> Exercise instructions: In the records that follow, find the line with "filename packages/server/tests/common/app.rs"; from there, retype every line exactly through the line with "use lembarkerja_core::domains::auth::RoleLookupFailurePolicy;", which also belongs to the answer.

Collected data entries
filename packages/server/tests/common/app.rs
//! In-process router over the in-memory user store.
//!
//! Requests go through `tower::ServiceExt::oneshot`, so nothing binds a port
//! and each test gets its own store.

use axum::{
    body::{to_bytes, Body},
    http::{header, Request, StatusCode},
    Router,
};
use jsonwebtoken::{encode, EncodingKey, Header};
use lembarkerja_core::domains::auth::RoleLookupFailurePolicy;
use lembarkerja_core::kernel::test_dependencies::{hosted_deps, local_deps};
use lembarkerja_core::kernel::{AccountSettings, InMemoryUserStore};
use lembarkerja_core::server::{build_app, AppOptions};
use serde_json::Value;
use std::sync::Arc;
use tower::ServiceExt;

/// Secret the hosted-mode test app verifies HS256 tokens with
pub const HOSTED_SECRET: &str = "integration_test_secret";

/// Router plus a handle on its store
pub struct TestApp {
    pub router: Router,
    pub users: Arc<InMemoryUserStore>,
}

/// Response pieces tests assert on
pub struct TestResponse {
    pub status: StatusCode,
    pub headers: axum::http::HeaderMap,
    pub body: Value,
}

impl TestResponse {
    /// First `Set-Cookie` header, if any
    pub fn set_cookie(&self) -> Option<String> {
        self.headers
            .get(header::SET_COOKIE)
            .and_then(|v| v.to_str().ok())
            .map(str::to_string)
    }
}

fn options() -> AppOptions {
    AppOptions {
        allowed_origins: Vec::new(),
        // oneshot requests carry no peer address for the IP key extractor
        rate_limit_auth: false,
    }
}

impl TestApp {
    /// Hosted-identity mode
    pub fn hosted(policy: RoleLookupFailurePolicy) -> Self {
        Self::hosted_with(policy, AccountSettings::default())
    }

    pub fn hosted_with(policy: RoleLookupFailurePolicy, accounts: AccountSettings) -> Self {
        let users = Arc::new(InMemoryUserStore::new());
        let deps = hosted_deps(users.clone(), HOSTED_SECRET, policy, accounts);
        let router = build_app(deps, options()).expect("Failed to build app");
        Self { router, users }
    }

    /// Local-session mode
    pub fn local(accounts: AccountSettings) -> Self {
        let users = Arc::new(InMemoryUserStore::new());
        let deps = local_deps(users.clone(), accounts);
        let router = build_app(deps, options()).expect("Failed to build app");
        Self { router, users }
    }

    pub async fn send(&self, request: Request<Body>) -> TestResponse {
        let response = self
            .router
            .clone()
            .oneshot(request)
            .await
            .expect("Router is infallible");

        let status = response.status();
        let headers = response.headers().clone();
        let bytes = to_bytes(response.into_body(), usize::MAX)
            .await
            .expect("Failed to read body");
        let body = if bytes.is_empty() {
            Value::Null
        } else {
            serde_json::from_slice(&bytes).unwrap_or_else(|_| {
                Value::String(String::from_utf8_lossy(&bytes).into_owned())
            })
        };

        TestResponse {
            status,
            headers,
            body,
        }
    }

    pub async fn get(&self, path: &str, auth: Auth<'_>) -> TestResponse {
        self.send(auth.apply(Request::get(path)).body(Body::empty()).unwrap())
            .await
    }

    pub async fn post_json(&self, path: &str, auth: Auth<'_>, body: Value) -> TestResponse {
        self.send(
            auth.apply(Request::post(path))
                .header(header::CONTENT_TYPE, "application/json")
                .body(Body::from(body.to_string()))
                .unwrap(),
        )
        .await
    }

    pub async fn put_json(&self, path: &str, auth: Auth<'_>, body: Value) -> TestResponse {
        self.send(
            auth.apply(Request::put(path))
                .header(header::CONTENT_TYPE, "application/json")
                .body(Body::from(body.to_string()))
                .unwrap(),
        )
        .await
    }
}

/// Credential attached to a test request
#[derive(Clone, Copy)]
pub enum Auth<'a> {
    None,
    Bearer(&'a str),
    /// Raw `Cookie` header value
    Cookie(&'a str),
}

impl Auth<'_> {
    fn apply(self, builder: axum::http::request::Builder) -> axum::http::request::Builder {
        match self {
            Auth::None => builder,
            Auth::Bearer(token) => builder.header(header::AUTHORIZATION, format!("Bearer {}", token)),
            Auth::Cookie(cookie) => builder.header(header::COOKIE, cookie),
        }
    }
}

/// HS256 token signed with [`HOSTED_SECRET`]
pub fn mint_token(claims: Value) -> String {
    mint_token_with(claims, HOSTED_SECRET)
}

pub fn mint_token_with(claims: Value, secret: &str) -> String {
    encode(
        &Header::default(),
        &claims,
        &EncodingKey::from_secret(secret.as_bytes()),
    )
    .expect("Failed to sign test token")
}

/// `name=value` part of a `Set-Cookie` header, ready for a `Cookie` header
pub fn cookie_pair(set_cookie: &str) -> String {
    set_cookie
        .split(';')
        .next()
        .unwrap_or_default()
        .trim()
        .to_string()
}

--

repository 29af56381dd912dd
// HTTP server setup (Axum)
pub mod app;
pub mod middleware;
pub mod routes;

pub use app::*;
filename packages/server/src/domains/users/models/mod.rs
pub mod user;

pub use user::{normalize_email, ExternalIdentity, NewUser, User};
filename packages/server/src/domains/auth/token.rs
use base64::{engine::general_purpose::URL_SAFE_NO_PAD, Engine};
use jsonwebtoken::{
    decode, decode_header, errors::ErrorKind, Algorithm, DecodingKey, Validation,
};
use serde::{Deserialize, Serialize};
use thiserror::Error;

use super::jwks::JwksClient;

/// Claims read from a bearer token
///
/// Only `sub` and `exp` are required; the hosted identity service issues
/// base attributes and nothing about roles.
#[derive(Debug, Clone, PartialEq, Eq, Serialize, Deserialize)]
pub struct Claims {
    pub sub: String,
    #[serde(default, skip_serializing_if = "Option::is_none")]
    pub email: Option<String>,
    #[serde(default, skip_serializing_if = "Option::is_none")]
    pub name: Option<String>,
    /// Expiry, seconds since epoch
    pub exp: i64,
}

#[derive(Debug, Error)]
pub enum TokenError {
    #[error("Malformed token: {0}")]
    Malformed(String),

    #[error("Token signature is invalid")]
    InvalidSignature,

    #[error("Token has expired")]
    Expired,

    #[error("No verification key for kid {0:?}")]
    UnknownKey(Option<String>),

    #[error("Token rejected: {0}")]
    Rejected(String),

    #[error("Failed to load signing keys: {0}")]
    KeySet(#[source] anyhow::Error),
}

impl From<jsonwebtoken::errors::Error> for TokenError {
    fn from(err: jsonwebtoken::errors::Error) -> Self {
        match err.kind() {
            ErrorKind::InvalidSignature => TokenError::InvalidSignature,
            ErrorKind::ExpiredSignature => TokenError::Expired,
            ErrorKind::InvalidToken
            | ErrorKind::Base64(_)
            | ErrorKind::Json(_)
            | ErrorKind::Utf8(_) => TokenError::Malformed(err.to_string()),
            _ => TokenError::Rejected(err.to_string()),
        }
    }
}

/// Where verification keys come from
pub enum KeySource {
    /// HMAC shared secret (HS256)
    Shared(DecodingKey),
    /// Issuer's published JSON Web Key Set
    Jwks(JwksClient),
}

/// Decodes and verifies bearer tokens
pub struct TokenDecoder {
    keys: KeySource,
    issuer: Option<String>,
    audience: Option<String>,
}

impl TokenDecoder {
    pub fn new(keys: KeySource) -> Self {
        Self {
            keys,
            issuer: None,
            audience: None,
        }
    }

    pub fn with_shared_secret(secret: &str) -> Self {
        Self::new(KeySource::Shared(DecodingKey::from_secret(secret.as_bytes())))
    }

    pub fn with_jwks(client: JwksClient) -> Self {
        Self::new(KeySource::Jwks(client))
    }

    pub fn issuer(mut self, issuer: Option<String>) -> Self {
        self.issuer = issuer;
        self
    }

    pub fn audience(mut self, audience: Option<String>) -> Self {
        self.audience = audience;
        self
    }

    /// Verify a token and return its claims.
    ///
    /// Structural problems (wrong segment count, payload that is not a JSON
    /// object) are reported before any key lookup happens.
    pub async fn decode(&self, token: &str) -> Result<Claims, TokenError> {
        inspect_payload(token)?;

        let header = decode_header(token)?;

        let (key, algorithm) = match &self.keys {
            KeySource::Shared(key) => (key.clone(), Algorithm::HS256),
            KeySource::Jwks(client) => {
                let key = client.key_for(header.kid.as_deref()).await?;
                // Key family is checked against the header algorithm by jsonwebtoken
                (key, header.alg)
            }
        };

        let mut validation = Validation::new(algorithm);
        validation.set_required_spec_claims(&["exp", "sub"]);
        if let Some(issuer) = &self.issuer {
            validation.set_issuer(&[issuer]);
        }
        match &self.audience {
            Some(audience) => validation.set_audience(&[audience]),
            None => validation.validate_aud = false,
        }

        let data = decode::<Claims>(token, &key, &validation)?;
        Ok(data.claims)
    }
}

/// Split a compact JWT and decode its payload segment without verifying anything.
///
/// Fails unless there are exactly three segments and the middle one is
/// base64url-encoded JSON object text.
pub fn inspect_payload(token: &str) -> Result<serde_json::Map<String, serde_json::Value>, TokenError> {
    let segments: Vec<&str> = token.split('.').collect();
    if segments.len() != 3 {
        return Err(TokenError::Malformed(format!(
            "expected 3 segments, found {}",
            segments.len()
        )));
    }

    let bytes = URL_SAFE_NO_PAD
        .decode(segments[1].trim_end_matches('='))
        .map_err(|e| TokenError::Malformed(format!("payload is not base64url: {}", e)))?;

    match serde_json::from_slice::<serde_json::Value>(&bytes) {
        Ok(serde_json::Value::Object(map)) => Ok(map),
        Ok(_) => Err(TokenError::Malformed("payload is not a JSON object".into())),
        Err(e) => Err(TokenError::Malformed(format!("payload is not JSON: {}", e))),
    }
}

==

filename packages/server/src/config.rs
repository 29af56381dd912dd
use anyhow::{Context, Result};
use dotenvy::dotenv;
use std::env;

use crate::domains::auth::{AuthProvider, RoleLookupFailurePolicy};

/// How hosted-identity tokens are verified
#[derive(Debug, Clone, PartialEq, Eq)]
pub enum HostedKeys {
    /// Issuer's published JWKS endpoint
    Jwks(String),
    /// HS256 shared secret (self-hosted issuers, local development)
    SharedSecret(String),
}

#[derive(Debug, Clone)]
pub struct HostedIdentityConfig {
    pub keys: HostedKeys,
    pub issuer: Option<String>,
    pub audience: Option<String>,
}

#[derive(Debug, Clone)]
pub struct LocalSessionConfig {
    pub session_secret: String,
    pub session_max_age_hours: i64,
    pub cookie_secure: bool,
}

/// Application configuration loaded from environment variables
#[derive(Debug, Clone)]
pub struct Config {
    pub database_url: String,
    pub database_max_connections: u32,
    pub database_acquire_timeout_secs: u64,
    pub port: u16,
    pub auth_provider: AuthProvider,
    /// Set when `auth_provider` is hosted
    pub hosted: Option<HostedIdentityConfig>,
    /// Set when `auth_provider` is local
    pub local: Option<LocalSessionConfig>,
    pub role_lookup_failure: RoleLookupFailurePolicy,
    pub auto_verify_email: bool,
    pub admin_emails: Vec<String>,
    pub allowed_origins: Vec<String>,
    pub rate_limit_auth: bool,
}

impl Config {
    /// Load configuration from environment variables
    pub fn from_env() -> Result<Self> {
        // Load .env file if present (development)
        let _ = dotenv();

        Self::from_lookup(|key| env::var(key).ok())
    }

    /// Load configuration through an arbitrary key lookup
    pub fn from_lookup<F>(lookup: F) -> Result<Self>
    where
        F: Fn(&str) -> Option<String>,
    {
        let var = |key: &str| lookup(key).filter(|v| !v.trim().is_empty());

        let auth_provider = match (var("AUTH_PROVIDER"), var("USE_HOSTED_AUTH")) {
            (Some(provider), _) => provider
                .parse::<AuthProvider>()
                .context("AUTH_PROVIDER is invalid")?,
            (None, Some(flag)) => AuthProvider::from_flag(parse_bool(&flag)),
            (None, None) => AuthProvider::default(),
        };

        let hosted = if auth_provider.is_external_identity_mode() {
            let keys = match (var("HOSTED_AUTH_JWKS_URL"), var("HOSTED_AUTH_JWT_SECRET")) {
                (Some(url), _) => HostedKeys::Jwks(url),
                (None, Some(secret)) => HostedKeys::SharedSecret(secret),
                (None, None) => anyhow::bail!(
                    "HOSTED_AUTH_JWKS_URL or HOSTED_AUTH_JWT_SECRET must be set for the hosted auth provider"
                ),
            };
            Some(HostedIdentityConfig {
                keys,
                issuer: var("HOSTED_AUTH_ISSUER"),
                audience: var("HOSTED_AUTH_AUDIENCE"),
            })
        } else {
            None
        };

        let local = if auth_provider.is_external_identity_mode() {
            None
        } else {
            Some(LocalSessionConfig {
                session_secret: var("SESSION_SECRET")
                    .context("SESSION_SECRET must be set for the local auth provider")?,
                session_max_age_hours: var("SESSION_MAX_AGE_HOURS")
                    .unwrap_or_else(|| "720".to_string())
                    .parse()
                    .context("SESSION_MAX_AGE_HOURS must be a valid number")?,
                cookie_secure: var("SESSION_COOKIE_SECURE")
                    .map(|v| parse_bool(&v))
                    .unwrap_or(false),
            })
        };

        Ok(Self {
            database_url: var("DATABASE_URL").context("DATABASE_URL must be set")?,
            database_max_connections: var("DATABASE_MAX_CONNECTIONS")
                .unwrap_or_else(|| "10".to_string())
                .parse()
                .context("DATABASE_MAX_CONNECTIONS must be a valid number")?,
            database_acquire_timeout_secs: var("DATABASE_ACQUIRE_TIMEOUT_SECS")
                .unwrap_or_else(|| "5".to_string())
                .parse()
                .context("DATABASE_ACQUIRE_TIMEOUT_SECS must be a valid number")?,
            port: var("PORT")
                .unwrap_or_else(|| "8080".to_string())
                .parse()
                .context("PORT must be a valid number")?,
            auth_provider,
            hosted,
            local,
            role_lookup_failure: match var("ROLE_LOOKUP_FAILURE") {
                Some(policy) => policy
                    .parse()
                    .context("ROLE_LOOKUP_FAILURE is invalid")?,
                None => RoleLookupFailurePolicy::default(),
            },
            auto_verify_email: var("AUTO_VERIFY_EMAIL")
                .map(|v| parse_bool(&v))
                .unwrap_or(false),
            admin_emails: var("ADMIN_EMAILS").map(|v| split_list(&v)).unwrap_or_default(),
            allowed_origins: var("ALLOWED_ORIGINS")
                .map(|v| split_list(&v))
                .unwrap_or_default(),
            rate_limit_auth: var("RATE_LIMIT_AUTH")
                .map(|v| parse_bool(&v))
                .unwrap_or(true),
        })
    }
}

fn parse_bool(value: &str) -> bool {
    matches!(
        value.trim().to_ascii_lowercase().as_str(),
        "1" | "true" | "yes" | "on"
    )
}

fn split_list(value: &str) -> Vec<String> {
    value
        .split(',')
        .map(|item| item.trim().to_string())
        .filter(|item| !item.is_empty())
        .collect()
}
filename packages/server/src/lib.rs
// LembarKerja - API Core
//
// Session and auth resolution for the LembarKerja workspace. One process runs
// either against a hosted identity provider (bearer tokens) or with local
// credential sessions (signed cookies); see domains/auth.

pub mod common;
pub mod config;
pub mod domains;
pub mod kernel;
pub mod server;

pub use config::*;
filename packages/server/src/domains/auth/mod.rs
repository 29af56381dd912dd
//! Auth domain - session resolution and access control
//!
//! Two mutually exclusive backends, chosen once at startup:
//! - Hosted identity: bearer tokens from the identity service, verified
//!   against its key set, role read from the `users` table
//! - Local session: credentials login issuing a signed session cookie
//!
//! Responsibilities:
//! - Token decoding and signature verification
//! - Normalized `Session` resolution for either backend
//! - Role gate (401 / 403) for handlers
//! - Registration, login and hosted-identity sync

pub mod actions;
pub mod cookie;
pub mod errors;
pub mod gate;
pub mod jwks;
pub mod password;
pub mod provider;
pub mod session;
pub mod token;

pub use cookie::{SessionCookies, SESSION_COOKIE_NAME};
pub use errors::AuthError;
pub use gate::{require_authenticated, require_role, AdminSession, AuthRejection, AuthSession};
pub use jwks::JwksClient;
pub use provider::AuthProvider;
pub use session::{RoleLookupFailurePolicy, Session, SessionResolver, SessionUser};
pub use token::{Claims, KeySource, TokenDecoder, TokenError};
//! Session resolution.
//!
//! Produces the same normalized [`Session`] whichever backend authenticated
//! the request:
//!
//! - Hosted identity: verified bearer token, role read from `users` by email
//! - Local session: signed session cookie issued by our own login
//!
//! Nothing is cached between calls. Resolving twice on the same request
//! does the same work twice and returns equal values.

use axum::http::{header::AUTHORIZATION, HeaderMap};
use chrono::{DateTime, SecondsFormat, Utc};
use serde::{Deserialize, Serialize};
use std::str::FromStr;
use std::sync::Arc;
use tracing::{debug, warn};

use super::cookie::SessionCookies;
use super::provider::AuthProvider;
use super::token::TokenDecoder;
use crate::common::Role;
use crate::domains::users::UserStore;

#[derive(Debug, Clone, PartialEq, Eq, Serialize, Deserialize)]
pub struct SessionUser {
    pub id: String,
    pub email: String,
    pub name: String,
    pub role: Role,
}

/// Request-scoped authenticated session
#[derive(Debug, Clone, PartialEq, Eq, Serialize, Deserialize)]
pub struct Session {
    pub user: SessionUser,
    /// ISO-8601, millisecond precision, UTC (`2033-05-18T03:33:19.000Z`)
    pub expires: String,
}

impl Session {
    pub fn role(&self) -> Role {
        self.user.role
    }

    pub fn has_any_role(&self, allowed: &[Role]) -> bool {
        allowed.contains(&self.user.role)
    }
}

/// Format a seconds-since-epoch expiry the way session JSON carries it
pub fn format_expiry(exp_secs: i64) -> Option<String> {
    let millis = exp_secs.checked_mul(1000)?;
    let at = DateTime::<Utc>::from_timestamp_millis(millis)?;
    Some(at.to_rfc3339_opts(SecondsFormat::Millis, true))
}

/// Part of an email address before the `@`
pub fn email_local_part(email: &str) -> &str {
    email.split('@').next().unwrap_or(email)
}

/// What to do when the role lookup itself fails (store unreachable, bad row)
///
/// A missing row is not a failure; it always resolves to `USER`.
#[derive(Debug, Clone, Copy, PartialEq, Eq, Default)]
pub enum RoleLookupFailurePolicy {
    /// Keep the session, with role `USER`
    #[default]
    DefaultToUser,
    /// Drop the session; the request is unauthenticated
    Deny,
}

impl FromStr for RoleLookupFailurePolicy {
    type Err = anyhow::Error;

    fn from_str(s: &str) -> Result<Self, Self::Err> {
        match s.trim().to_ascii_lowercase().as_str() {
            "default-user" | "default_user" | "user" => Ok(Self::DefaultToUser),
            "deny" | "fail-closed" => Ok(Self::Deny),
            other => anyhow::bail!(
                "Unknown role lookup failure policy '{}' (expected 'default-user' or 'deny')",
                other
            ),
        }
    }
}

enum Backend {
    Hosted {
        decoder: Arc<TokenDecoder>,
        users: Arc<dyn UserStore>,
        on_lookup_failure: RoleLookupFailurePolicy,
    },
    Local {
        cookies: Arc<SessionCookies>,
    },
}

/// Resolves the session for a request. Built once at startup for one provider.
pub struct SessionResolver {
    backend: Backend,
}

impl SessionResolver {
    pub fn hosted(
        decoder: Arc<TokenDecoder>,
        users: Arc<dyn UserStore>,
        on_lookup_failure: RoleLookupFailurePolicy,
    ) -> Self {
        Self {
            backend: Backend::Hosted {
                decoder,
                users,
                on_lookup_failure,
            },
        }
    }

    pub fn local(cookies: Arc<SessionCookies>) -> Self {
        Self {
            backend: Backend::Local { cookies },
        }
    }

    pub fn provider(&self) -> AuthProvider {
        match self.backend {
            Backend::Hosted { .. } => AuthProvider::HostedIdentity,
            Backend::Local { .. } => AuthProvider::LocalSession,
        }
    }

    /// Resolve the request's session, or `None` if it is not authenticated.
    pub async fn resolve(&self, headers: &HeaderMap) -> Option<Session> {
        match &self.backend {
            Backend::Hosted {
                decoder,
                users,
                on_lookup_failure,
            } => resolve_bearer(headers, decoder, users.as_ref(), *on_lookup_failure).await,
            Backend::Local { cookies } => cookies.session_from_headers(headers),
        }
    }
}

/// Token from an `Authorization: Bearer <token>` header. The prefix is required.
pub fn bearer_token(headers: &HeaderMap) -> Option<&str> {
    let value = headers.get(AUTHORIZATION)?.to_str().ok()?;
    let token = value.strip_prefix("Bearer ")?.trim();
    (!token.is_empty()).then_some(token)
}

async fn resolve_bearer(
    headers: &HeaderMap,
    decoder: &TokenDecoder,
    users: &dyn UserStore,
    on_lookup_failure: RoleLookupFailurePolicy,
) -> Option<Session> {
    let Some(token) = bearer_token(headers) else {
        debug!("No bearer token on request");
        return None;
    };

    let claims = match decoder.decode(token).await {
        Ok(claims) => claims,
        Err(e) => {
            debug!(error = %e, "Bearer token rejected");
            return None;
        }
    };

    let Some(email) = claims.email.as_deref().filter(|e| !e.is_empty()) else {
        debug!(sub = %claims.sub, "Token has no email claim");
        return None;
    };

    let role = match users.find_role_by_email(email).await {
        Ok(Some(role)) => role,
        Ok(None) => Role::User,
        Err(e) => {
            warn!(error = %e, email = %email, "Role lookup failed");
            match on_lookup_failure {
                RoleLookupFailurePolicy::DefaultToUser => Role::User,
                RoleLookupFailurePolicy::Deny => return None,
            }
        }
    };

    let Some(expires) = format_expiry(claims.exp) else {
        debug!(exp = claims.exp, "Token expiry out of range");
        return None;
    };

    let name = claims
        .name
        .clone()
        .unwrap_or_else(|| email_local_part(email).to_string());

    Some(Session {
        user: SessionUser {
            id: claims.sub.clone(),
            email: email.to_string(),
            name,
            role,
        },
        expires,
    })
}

> Written response:
filename packages/server/tests/common/app.rs
//! In-process router over the in-memory user store.
//!
//! Requests go through `tower::ServiceExt::oneshot`, so nothing binds a port
//! and each test gets its own store.

use axum::{
    body::{to_bytes, Body},
    http::{header, Request, StatusCode},
    Router,
};
use jsonwebtoken::{encode, EncodingKey, Header};
use lembarkerja_core::domains::auth::RoleLookupFailurePolicy;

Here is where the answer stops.